Complex Network Mining

Last updated on Jun 24, 2023

A gene interaction network

Active since 2015

Research rationale

Network data modeling has emerged in various disciplines as a unified way of representing complex relational data. Formally, these complex networks (which we call multidimensional networks) are multigraphs for which nodes and edges are (multi-)labeled. The core of our research activity focuses on analyzing these complex networks for information extraction purposes ¹.

Results

Prediction of microRNA-disease associations

A microRNA (miRNA) is a small RNA molecule that, by its ability to regulate gene expression, plays a critical role in many physiological processes.
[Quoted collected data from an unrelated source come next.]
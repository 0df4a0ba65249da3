//! Direct, in-process access to the layered configuration database.
//!
//! This crate binds the three ingredients of the database together: the
//! storage backends behind each layer, the Smack-style access-control
//! primitive, and the resolver that executes operations against them. The
//! daemon embeds a [`Control`] and drives it on behalf of socket clients;
//! privileged tools construct one themselves and bypass the socket
//! entirely, which is the direct path.
//!
//! Backends are capability records behind the [`StorageBackend`] trait and
//! load lazily through the [`BackendRegistry`]; a layer never sees more
//! than one instance per backend kind.

mod backend;
mod error;
mod memory;
mod persistent;
mod resolver;
mod smack;

pub use backend::{
    BackendError, BackendRegistry, DbId, StorageBackend, StoredKey, StoredRecord,
};
pub use error::DirectError;
pub use memory::MemoryBackend;
pub use persistent::PersistentBackend;
pub use resolver::{Caller, Control, Fanout, GROUP_VALUE};
pub use smack::{AccessMode, SmackCache, SmackError};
Since its discovery, a great deal of information has been gained about its involvement in disease development and drug resistance. However, there is still much to be done to gain a full understanding of the miRNA world. A challenge for miRNA research is establishing a clear relationship between miRNA dysregulation, target dysregulation and ultimate biological impact. Computational methods can make an important contribution to this goal.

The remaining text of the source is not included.